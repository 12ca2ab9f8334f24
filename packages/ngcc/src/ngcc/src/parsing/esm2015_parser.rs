use ts::{SourceFile, TypeChecker};

use super::declaration::{CandidateDeclaration, DeclarationExtractor};
use super::file_grouping::FileGroupingIndex;
use super::file_parser::FileParser;
use super::symbol_resolver::SymbolResolver;
use crate::ngcc::host::{DecoratedClass, DecoratedFile, Esm5ReflectionHost, NgccReflectionHost};
use crate::ngtsc::logging::Logger;
use crate::ngtsc::reflection::ReflectionHost;

/// Parses ES2015 entry points. The reflection host decides which declarations
/// are classes and where their decorators live.
pub struct Esm2015FileParser<'a, H> {
    checker: &'a dyn TypeChecker,
    host: H,
    max_alias_hops: usize,
    logger: &'a dyn Logger,
}

/// ES5 bundles export the same way; only class emit differs.
pub type Esm5FileParser<'a> = Esm2015FileParser<'a, Esm5ReflectionHost<'a>>;

impl<'a, H: NgccReflectionHost<'a>> Esm2015FileParser<'a, H> {
    pub fn new(
        checker: &'a dyn TypeChecker,
        host: H,
        max_alias_hops: usize,
        logger: &'a dyn Logger,
    ) -> Self {
        Self {
            checker,
            host,
            max_alias_hops,
            logger,
        }
    }

    pub fn host(&self) -> &H {
        &self.host
    }

    fn decorated_class(&self, candidate: CandidateDeclaration<'a>) -> Option<DecoratedClass<'a>> {
        let decorators = self
            .host
            .get_decorators_of_declaration(candidate.declaration())
            .filter(|decorators| !decorators.is_empty());
        let Some(decorators) = decorators else {
            self.logger.debug(&format!(
                "Skipping '{}': no decorators",
                candidate.name()
            ));
            return None;
        };
        Some(DecoratedClass::new(
            candidate.name(),
            candidate.declaration(),
            decorators,
        ))
    }
}

impl<'a, H: NgccReflectionHost<'a>> FileParser<'a> for Esm2015FileParser<'a, H> {
    fn parse_file(&self, file: &'a SourceFile) -> Vec<DecoratedFile<'a>> {
        let resolver = SymbolResolver::new(self.checker, self.max_alias_hops, self.logger);
        let extractor = DeclarationExtractor::new(self.checker);
        let mut index = FileGroupingIndex::new();

        for symbol in resolver.resolve(file) {
            let Some(declaration) = extractor.extract(symbol) else {
                self.logger.debug(&format!(
                    "Skipping '{}': no value declaration",
                    self.checker
                        .get_symbol(symbol)
                        .map_or("<unknown>", |symbol| symbol.name.as_str())
                ));
                continue;
            };
            let Some(candidate) = CandidateDeclaration::classify(declaration) else {
                self.logger.debug(&format!(
                    "Skipping {} '{}': not a class or a variable bound to an identifier",
                    declaration.kind_name(),
                    declaration.name().unwrap_or("<anonymous>")
                ));
                continue;
            };
            let Some(decorated_class) = self.decorated_class(candidate) else {
                continue;
            };
            let Some(declaring_file) = self.checker.get_source_file_of_declaration(declaration) else {
                continue;
            };
            index.accept(declaring_file, decorated_class);
        }

        let decorated_files = index.materialize();
        self.logger.info(&format!(
            "Found {} decorated classes in {} files exported from {}",
            decorated_files
                .iter()
                .map(|decorated_file| decorated_file.decorated_classes.len())
                .sum::<usize>(),
            decorated_files.len(),
            file.file_name()
        ));
        decorated_files
    }
}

§ **Task**: What you return should be exactly the lines above, starting at the one with "filename packages/ngcc/src/ngcc/src/parsing/esm2015_parser.rs" and ending at the one with "their decorators live.", and nothing else.

§ **Exercise solution**:
filename packages/ngcc/src/ngcc/src/parsing/esm2015_parser.rs
use ts::{SourceFile, TypeChecker};

use super::declaration::{CandidateDeclaration, DeclarationExtractor};
use super::file_grouping::FileGroupingIndex;
use super::file_parser::FileParser;
use super::symbol_resolver::SymbolResolver;
use crate::ngcc::host::{DecoratedClass, DecoratedFile, Esm5ReflectionHost, NgccReflectionHost};
use crate::ngtsc::logging::Logger;
use crate::ngtsc::reflection::ReflectionHost;

/// Parses ES2015 entry points. The reflection host decides which declarations
/// are classes and where their decorators live.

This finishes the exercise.